It’s a lesson in keeping an open mind, because I’d never have believed for a second that a 3000-word long poem with multiple references to the prophet Tiresias would appeal to me at all. And yet the jumble of languages, the sudden page breaks, the shifts in tone and narration, somehow cohere into the most beautiful, musical lines of poetry ever published.

There is also something for everyone. Depressed on your long commute home from your boring job in the City? T.S. Eliot knows how you feel:

Unreal City,
Under the brown fog of a winter dawn,
A crowd flowed over London Bridge, so many,
I had not thought death had undone so many.
Sighs, short and infrequent, were exhaled,
And each man fixed his eyes before his feet.
Flowed up the hill and down King William Street,
To where Saint Mary Woolnoth kept the hours
With a dead sound on the final stroke of nine.

It may seem as if the one thing lacking in The Waste Land is a sense of humour, though Eliot does make merciless fun of the “young man carbuncular” (we all know one; in modern parlance, he’d be a “mansplainer”):

A small house agent’s clerk, with one bold stare,
One of the low on whom assurance sits
As a silk hat on a Bradford millionaire.

Funnier, though, is that the “notes” at the end-supposedly straightforward annotations- are, as Louis Menand wryly notes:

…written in a sendup of academic citation: “The fable of the meaning of the Thunder is found in the Brihadaranyaka-Upanishad, 5, 1. A translation is found in Deussen’s Sechzig Upanishads des Veda, p.489.” Good to know the next time you are in a German library.

So one of the most famous-and famously portentous- poems in the English language has been playing a subtle practical joke on literature students all over the world for generations.

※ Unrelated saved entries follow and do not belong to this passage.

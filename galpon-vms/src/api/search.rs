//! Tracking number lookup across clasificaciones

use axum::{
    extract::{Query, State},
    routing::get,
    Json, Router,
};
use chrono::NaiveDate;
use galpon_common::Operator;
use serde::{Deserialize, Serialize};
use uuid::Uuid;

use crate::error::{ApiError, ApiResult};
use crate::{db, AppState};

#[derive(Debug, Deserialize)]
pub struct TrackingQuery {
    pub tracking: String,
}

/// GET /api/vms/search-tracking response
///
/// `found: false` is a successful answer, not an error. When found, the hit
/// is broken out into shipment, vehicle assignment, and sorting-scan facets.
#[derive(Debug, Serialize)]
pub struct TrackingSearchResponse {
    pub found: bool,
    #[serde(skip_serializing_if = "Option::is_none")]
    pub message: Option<String>,
    #[serde(skip_serializing_if = "Option::is_none")]
    pub tracking_number: Option<String>,
    #[serde(skip_serializing_if = "Option::is_none")]
    pub lote: Option<LoteInfo>,
    #[serde(skip_serializing_if = "Option::is_none")]
    pub transporte: Option<TransporteInfo>,
    #[serde(skip_serializing_if = "Option::is_none")]
    pub proveedor: Option<String>,
    #[serde(skip_serializing_if = "Option::is_none")]
    pub clasificacion: Option<ClasificacionInfo>,
    #[serde(skip_serializing_if = "Option::is_none")]
    pub escaneo: Option<EscaneoInfo>,
}

#[derive(Debug, Serialize)]
pub struct LoteInfo {
    pub id: Uuid,
    pub fecha: String,
    pub fecha_formateada: String,
}

#[derive(Debug, Serialize)]
pub struct TransporteInfo {
    pub vehiculo: String,
    pub orden: i64,
    pub orden_visita: String,
}

#[derive(Debug, Serialize)]
pub struct ClasificacionInfo {
    pub id: Uuid,
    pub uploaded_at: chrono::DateTime<chrono::Utc>,
    pub finalizado: bool,
}

#[derive(Debug, Serialize)]
pub struct EscaneoInfo {
    pub escaneado: bool,
    #[serde(skip_serializing_if = "Option::is_none")]
    pub escaneado_at: Option<chrono::DateTime<chrono::Utc>>,
    #[serde(skip_serializing_if = "Option::is_none")]
    pub escaneado_por: Option<String>,
}

/// GET /api/vms/search-tracking?tracking=...
///
/// Finds which vehicle a package was assigned to. Matching is
/// case-insensitive and searches the newest clasificación first.
pub async fn search_tracking(
    State(state): State<AppState>,
    operator: Operator,
    Query(query): Query<TrackingQuery>,
) -> ApiResult<Json<TrackingSearchResponse>> {
    let tracking = query.tracking.trim();
    if tracking.is_empty() {
        return Err(ApiError::BadRequest("tracking must not be empty".to_string()));
    }

    let scope = operator.vms_scope()?;
    let hit = db::clasificacion::search_by_tracking(&state.db, tracking, scope.filter()).await?;

    let Some(hit) = hit else {
        return Ok(Json(TrackingSearchResponse {
            found: false,
            message: Some(format!("Tracking {tracking} is not in any clasificación")),
            tracking_number: None,
            lote: None,
            transporte: None,
            proveedor: None,
            clasificacion: None,
            escaneo: None,
        }));
    };

    let fecha_formateada = NaiveDate::parse_from_str(&hit.shipment_date, "%Y-%m-%d")
        .map(|d| d.format("%d/%m/%Y").to_string())
        .unwrap_or_else(|_| hit.shipment_date.clone());

    Ok(Json(TrackingSearchResponse {
        found: true,
        message: None,
        tracking_number: Some(hit.paquete.tracking_number.clone()),
        lote: Some(LoteInfo {
            id: hit.archivo.shipment_id,
            fecha: hit.shipment_date.clone(),
            fecha_formateada,
        }),
        transporte: Some(TransporteInfo {
            vehiculo: hit.paquete.vehiculo.clone(),
            orden: hit.paquete.orden_numerico,
            orden_visita: hit.paquete.orden_visita.clone(),
        }),
        proveedor: Some(hit.provider_name.clone()),
        clasificacion: Some(ClasificacionInfo {
            id: hit.archivo.id,
            uploaded_at: hit.archivo.uploaded_at,
            finalizado: hit.archivo.finalizado,
        }),
        escaneo: Some(EscaneoInfo {
            escaneado: hit.paquete.escaneado,
            escaneado_at: hit.paquete.escaneado_at,
            escaneado_por: hit.paquete.escaneado_por.clone(),
        }),
    }))
}

pub fn search_routes() -> Router<AppState> {
    Router::new().route("/api/vms/search-tracking", get(search_tracking))
}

What’s not to like?

I know that If I’d ever had to formally study this poem I wouldn’t have felt the same way about it, since the vast body of academic criticism on this seminal work of modernist literature is primarily concerned with chasing down its every quotation, allusion and metaphor, which to me is besides the point (Eliot himself called it a “wild goose chase”).

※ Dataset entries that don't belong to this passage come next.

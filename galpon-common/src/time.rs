//! Timestamp utilities
//!
//! All timestamps are stored as RFC3339 UTC. Presentation formatting targets
//! America/Argentina/Buenos_Aires, which has been fixed at UTC-3 since 2009,
//! so a constant offset is used instead of a timezone database.

use chrono::{DateTime, Datelike, Duration, FixedOffset, IsoWeek, NaiveDateTime, Offset, Utc};

/// Fixed UTC offset for Argentina (no DST)
const ARGENTINA_OFFSET_SECS: i32 = -3 * 3600;

/// Days between the spreadsheet epoch (1899-12-30) and the Unix epoch
const SPREADSHEET_EPOCH_OFFSET_DAYS: f64 = 25569.0;

/// Get current UTC timestamp
pub fn now() -> DateTime<Utc> {
    Utc::now()
}

/// Current timestamp as an RFC3339 string, the storage format for all tables
pub fn now_rfc3339() -> String {
    Utc::now().to_rfc3339()
}

fn argentina_offset() -> FixedOffset {
    // Offset is a compile-time constant well inside the valid range
    FixedOffset::east_opt(ARGENTINA_OFFSET_SECS).unwrap_or_else(|| Utc.fix())
}

/// Format a UTC timestamp as an Argentina-local date, `dd/mm/yyyy`
pub fn format_date_ar(ts: DateTime<Utc>) -> String {
    ts.with_timezone(&argentina_offset()).format("%d/%m/%Y").to_string()
}

/// Format a UTC timestamp as an Argentina-local date and time, `dd/mm/yyyy HH:MM`
pub fn format_datetime_ar(ts: DateTime<Utc>) -> String {
    ts.with_timezone(&argentina_offset()).format("%d/%m/%Y %H:%M").to_string()
}

/// Convert a spreadsheet serial date number to a UTC timestamp.
///
/// Serial dates count days since 1899-12-30; fractional parts are time of day.
pub fn spreadsheet_serial_to_datetime(serial: f64) -> Option<DateTime<Utc>> {
    if !serial.is_finite() {
        return None;
    }
    let seconds = (serial - SPREADSHEET_EPOCH_OFFSET_DAYS) * 86_400.0;
    if seconds.abs() > i64::MAX as f64 {
        return None;
    }
    let base = NaiveDateTime::UNIX_EPOCH + Duration::seconds(seconds.round() as i64);
    Some(base.and_utc())
}

/// ISO week number and calendar month used to stamp gate entries
pub fn week_and_month(ts: DateTime<Utc>) -> (u32, u32) {
    let week: IsoWeek = ts.iso_week();
    (week.week(), ts.month())
}

/// Whole minutes between two timestamps, rounded to nearest
pub fn duration_minutes(arrival: DateTime<Utc>, departure: DateTime<Utc>) -> i64 {
    let seconds = (departure - arrival).num_seconds();
    (seconds as f64 / 60.0).round() as i64
}

/// Parse an RFC3339 timestamp stored in the database
pub fn parse_rfc3339(value: &str) -> Option<DateTime<Utc>> {
    DateTime::parse_from_rfc3339(value)
        .ok()
        .map(|dt| dt.with_timezone(&Utc))
}

#[cfg(test)]
mod tests {
    use super::*;
    use chrono::TimeZone;

    #[test]
    fn test_now_returns_valid_timestamp() {
        let timestamp = now();
        // Should be a reasonable timestamp (after year 2000)
        assert!(timestamp.timestamp() > 946_684_800); // 2000-01-01 00:00:00 UTC
    }

    #[test]
    fn test_format_date_ar_shifts_across_midnight() {
        // 01:30 UTC is 22:30 the previous day in Argentina
        let ts = Utc.with_ymd_and_hms(2024, 6, 15, 1, 30, 0).unwrap();
        assert_eq!(format_date_ar(ts), "14/06/2024");
    }

    #[test]
    fn test_format_datetime_ar() {
        let ts = Utc.with_ymd_and_hms(2024, 6, 15, 18, 45, 0).unwrap();
        assert_eq!(format_datetime_ar(ts), "15/06/2024 15:45");
    }

    #[test]
    fn test_spreadsheet_serial_epoch() {
        // Serial 25569 is exactly the Unix epoch
        let ts = spreadsheet_serial_to_datetime(25_569.0).unwrap();
        assert_eq!(ts.timestamp(), 0);
    }

    #[test]
    fn test_spreadsheet_serial_known_date() {
        // 2024-01-01 is serial 45292
        let ts = spreadsheet_serial_to_datetime(45_292.0).unwrap();
        assert_eq!(ts.format("%Y-%m-%d").to_string(), "2024-01-01");
    }

    #[test]
    fn test_spreadsheet_serial_with_time_fraction() {
        // Half a day past the epoch is noon
        let ts = spreadsheet_serial_to_datetime(25_569.5).unwrap();
        assert_eq!(ts.format("%H:%M:%S").to_string(), "12:00:00");
    }

    #[test]
    fn test_spreadsheet_serial_rejects_non_finite() {
        assert!(spreadsheet_serial_to_datetime(f64::NAN).is_none());
        assert!(spreadsheet_serial_to_datetime(f64::INFINITY).is_none());
    }

    #[test]
    fn test_week_and_month_iso_boundary() {
        // 2024-12-30 falls in ISO week 1 of 2025 but calendar month 12
        let ts = Utc.with_ymd_and_hms(2024, 12, 30, 12, 0, 0).unwrap();
        let (week, month) = week_and_month(ts);
        assert_eq!(week, 1);
        assert_eq!(month, 12);
    }

    #[test]
    fn test_duration_minutes_rounds() {
        let arrival = Utc.with_ymd_and_hms(2024, 6, 15, 8, 0, 0).unwrap();
        let departure = Utc.with_ymd_and_hms(2024, 6, 15, 9, 30, 29).unwrap();
        assert_eq!(duration_minutes(arrival, departure), 90);

        let departure = Utc.with_ymd_and_hms(2024, 6, 15, 9, 30, 31).unwrap();
        assert_eq!(duration_minutes(arrival, departure), 91);
    }

    #[test]
    fn test_parse_rfc3339_round_trip() {
        let original = Utc.with_ymd_and_hms(2024, 3, 1, 10, 20, 30).unwrap();
        let parsed = parse_rfc3339(&original.to_rfc3339()).unwrap();
        assert_eq!(parsed, original);
    }

    #[test]
    fn test_parse_rfc3339_rejects_garbage() {
        assert!(parse_rfc3339("not a timestamp").is_none());
    }
}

The point is to be moved by lines like this:

Phlebas the Phoenician, a fortnight dead,
Forgot the cry of gulls, and the deep sea swell
And the profit and loss.
                             A current under the sea
Picked his bones in whispers. As he rose and fell
He passed the stages of his age and youth
Entering the whirlpool.
                                    Gentile or Jew
O you who turn the wheel and look to windward,
Consider Phlebas, who was once handsome and tall as you.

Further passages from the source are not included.